Problem to work on: Print exactly what the entries say, line by line, from the first line down to the one with "consumer to fetch", inclusive.

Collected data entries
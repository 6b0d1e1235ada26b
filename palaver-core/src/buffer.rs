//! Byte-source normalization and data-URI encoding.
//!
//! Attachment payloads reach adapters in several shapes: raw bytes already
//! in hand, base64 text from a JSON payload, an async byte stream being
//! downloaded, or a bare URL the platform expects the consumer to fetch
//! itself. `to_buffer` collapses the supported shapes into a single byte
//! vector; URLs are not fetched here and count as unsupported input.

use std::fmt;
use std::pin::Pin;

use base64::Engine;
use base64::engine::general_purpose::STANDARD as BASE64;
use tokio::io::{AsyncRead, AsyncReadExt};

use crate::error::AdapterError;

pub const DEFAULT_MIME: &str = "application/octet-stream";

/// A source of attachment bytes.
pub enum ByteSource {
    /// Bytes already materialized.
    Bytes(Vec<u8>),
    /// Base64-encoded text, as carried in JSON payloads.
    Base64(String),
    /// An async byte stream; must be read to the end.
    Stream(Pin<Box<dyn AsyncRead + Send>>),
    /// A remote URL. Fetching is the caller's business, so this is an
    /// unsupported input for buffer conversion.
    Url(String),
}

impl fmt::Debug for ByteSource {
    fn fmt(&self, f: &mut fmt::Formatter<'_>) -> fmt::Result {
        match self {
            Self::Bytes(b) => f.debug_tuple("Bytes").field(&b.len()).finish(),
            Self::Base64(s) => f.debug_tuple("Base64").field(&s.len()).finish(),
            Self::Stream(_) => f.write_str("Stream(..)"),
            Self::Url(u) => f.debug_tuple("Url").field(u).finish(),
        }
    }
}

impl From<Vec<u8>> for ByteSource {
    fn from(bytes: Vec<u8>) -> Self {
        Self::Bytes(bytes)
    }
}

impl From<&[u8]> for ByteSource {
    fn from(bytes: &[u8]) -> Self {
        Self::Bytes(bytes.to_vec())
    }
}

impl From<crate::types::AttachmentData> for ByteSource {
    fn from(data: crate::types::AttachmentData) -> Self {
        match data {
            crate::types::AttachmentData::Bytes { bytes } => Self::Bytes(bytes),
            crate::types::AttachmentData::Base64 { text } => Self::Base64(text),
            crate::types::AttachmentData::Url { url } => Self::Url(url),
        }
    }
}

fn unsupported(
    platform: &str,
    what: &str,
    throw_on_unsupported: bool,
) -> Result<Option<Vec<u8>>, AdapterError> {
    if throw_on_unsupported {
        Err(AdapterError::validation(
            platform,
            format!("unsupported byte source: {what}"),
        ))
    } else {
        Ok(None)
    }
}

/// Normalize a byte source into a byte vector.
///
/// Returns `Ok(None)` for unsupported inputs when `throw_on_unsupported`
/// is false; otherwise unsupported inputs fail with a `Validation` error
/// attributed to `platform`.
pub async fn to_buffer(
    source: ByteSource,
    platform: &str,
    throw_on_unsupported: bool,
) -> Result<Option<Vec<u8>>, AdapterError> {
    match source {
        ByteSource::Bytes(bytes) => Ok(Some(bytes)),
        ByteSource::Base64(text) => decode_base64(&text, platform).map(Some),
        ByteSource::Stream(mut reader) => {
            let mut out = Vec::new();
            reader
                .read_to_end(&mut out)
                .await
                .map_err(|e| AdapterError::network(platform, e))?;
            Ok(Some(out))
        }
        ByteSource::Url(_) => unsupported(platform, "url", throw_on_unsupported),
    }
}

/// Synchronous variant of [`to_buffer`].
///
/// Streams require an async read and are rejected here in addition to the
/// inputs `to_buffer` rejects.
pub fn to_buffer_sync(
    source: ByteSource,
    platform: &str,
    throw_on_unsupported: bool,
) -> Result<Option<Vec<u8>>, AdapterError> {
    match source {
        ByteSource::Bytes(bytes) => Ok(Some(bytes)),
        ByteSource::Base64(text) => decode_base64(&text, platform).map(Some),
        ByteSource::Stream(_) => {
            unsupported(platform, "stream (requires async read)", throw_on_unsupported)
        }
        ByteSource::Url(_) => unsupported(platform, "url", throw_on_unsupported),
    }
}

fn decode_base64(text: &str, platform: &str) -> Result<Vec<u8>, AdapterError> {
    BASE64
        .decode(text.trim())
        .map_err(|e| AdapterError::validation(platform, format!("invalid base64 payload: {e}")))
}

/// Encode bytes as a `data:` URI.
///
/// `mime` defaults to `application/octet-stream`; empty input yields an
/// empty base64 body.
pub fn to_data_uri(bytes: &[u8], mime: Option<&str>) -> String {
    let mime = mime.unwrap_or(DEFAULT_MIME);
    format!("data:{mime};base64,{}", BASE64.encode(bytes))
}

#[cfg(test)]
mod tests {
    use super::*;

    #[tokio::test]
    async fn bytes_pass_through() {
        let data = b"\x00\x01\xfe\xff".to_vec();
        let out = to_buffer(ByteSource::Bytes(data.clone()), "slack", true)
            .await
            .unwrap();
        assert_eq!(out, Some(data.clone()));

        let out = to_buffer_sync(ByteSource::Bytes(data.clone()), "slack", true).unwrap();
        assert_eq!(out, Some(data));
    }

    #[tokio::test]
    async fn base64_decodes() {
        let out = to_buffer(ByteSource::Base64("aGVsbG8=".into()), "slack", true)
            .await
            .unwrap();
        assert_eq!(out, Some(b"hello".to_vec()));
    }

    #[test]
    fn invalid_base64_is_a_validation_error() {
        let err = to_buffer_sync(ByteSource::Base64("not base64!!".into()), "slack", true)
            .unwrap_err();
        assert_eq!(err.code(), "VALIDATION_ERROR");
        assert_eq!(err.adapter, "slack");
    }

    #[tokio::test]
    async fn stream_reads_to_end() {
        let reader = std::io::Cursor::new(b"streamed bytes".to_vec());
        let out = to_buffer(ByteSource::Stream(Box::pin(reader)), "discord", true)
            .await
            .unwrap();
        assert_eq!(out, Some(b"streamed bytes".to_vec()));
    }

    #[test]
    fn sync_rejects_streams() {
        let reader = std::io::Cursor::new(Vec::new());
        let err =
            to_buffer_sync(ByteSource::Stream(Box::pin(reader)), "discord", true).unwrap_err();
        assert_eq!(err.code(), "VALIDATION_ERROR");

        let reader = std::io::Cursor::new(Vec::new());
        let out = to_buffer_sync(ByteSource::Stream(Box::pin(reader)), "discord", false).unwrap();
        assert!(out.is_none());
    }

    #[tokio::test]
    async fn url_is_unsupported() {
        let err = to_buffer(
            ByteSource::Url("https://example.com/f.png".into()),
            "linear",
            true,
        )
        .await
        .unwrap_err();
        assert_eq!(err.code(), "VALIDATION_ERROR");
        assert_eq!(err.adapter, "linear");

        let out = to_buffer(
            ByteSource::Url("https://example.com/f.png".into()),
            "linear",
            false,
        )
        .await
        .unwrap();
        assert!(out.is_none());
    }

    #[tokio::test]
    async fn attachment_data_converts_to_a_byte_source() {
        use crate::types::AttachmentData;

        let source: ByteSource = AttachmentData::Base64 {
            text: "aGVsbG8=".into(),
        }
        .into();
        let out = to_buffer(source, "slack", true).await.unwrap();
        assert_eq!(out, Some(b"hello".to_vec()));

        let source: ByteSource = AttachmentData::Url {
            url: "https://example.com/f".into(),
        }
        .into();
        assert!(to_buffer(source, "slack", false).await.unwrap().is_none());
    }

    #[test]
    fn data_uri_hello() {
        assert_eq!(
            to_data_uri(b"hello", Some("text/plain")),
            "data:text/plain;base64,aGVsbG8="
        );
    }

    #[test]
    fn data_uri_empty_and_default_mime() {
        assert_eq!(
            to_data_uri(&[], None),
            "data:application/octet-stream;base64,"
        );
    }
}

Finished exercise:
repository 6b0d1e1235ada26b
filename palaver-core/src/buffer.rs
//! Byte-source normalization and data-URI encoding.
//!
//! Attachment payloads reach adapters in several shapes: raw bytes already
//! in hand, base64 text from a JSON payload, an async byte stream being
//! downloaded, or a bare URL the platform expects the consumer to fetch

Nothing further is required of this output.